> [Aim of the exercise]: Write only the number of lines below in which "usize" occurs.

[Opening Data shown section]

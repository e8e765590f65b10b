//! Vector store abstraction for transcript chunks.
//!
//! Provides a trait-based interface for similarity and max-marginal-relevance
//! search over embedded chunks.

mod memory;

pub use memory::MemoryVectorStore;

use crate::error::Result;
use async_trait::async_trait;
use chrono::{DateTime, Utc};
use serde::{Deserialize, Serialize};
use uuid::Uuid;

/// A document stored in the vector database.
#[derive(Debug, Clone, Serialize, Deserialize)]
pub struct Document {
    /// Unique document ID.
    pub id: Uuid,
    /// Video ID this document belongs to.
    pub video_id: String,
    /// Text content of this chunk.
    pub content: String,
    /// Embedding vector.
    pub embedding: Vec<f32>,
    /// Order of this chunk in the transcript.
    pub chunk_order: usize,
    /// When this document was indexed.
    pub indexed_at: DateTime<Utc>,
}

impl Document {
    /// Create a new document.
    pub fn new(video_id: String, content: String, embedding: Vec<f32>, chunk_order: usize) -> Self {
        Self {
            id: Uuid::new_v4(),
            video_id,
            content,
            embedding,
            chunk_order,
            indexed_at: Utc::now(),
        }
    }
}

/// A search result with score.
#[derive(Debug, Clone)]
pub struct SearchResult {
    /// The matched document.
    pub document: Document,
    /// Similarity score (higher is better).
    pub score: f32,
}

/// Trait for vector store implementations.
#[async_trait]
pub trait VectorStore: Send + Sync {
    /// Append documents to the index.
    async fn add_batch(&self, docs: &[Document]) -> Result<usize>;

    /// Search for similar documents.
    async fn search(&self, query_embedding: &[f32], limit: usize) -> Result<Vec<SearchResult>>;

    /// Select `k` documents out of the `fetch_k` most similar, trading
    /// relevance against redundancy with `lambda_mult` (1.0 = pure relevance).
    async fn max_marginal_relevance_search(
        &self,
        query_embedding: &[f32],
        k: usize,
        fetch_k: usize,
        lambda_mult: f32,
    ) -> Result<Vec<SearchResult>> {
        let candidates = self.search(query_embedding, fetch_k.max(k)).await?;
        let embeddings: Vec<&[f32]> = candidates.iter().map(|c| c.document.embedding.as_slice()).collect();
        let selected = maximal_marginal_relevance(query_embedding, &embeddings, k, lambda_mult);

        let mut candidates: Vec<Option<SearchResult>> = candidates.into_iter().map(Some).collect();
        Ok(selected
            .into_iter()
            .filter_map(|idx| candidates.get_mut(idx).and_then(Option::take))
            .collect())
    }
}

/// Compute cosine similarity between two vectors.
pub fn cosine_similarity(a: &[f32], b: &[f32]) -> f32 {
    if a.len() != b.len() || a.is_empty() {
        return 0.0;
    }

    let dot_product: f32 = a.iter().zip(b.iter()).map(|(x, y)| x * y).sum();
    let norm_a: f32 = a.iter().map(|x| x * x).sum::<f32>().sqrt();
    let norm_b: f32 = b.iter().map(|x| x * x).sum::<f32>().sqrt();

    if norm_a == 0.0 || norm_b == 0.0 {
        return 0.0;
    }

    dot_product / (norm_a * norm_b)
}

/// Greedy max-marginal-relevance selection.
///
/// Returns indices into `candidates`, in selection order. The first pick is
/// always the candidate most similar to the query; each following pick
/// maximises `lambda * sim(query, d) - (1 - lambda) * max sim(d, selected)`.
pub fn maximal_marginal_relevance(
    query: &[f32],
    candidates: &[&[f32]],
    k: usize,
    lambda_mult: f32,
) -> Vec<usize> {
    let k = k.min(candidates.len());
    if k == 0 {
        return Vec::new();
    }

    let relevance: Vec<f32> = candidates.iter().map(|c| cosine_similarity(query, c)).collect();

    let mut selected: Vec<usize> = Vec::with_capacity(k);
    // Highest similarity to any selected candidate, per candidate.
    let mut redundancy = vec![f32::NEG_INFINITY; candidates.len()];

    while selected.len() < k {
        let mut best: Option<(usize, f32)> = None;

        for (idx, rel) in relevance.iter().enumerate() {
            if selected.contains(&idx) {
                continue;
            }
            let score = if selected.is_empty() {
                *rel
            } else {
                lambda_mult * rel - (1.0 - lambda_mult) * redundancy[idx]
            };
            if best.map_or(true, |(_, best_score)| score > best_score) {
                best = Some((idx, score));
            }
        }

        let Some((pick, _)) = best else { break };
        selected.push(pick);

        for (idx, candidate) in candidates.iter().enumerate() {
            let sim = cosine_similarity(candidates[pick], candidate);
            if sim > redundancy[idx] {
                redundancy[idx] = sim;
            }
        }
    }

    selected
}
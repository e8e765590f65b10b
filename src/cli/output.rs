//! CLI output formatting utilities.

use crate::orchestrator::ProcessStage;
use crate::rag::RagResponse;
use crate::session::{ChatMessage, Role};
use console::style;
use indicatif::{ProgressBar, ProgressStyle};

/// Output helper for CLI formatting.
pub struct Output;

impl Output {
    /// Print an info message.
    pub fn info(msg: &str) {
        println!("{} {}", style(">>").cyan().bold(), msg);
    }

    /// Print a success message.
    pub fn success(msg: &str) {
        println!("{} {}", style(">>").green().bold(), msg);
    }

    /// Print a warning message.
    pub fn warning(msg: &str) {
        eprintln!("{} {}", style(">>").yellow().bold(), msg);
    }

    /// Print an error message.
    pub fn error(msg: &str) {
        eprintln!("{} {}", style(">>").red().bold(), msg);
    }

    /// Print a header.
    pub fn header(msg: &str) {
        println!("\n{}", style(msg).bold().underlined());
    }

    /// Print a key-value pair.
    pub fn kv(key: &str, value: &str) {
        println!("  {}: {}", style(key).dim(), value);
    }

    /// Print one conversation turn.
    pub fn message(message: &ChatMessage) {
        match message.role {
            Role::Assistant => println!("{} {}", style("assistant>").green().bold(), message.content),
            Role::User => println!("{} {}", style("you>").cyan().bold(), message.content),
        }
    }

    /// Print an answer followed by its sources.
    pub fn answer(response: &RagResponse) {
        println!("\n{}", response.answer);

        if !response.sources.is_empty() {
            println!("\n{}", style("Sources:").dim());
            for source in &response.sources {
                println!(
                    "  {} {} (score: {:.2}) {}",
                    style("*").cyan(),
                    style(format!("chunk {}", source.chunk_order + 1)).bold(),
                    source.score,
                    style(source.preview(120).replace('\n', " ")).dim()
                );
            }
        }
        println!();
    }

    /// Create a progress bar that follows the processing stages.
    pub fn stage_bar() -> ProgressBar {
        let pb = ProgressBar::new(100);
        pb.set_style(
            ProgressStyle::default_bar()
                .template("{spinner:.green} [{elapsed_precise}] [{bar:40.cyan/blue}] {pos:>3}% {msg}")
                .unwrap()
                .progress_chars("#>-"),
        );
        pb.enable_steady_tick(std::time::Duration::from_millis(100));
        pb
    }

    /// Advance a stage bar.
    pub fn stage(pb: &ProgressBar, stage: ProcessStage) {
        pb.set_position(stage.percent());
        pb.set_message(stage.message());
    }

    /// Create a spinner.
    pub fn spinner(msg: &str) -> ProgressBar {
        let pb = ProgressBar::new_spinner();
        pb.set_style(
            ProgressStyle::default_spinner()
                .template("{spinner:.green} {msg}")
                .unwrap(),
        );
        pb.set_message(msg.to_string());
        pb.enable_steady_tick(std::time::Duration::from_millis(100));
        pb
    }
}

[Closing Data shown section]

> [Solution]: 10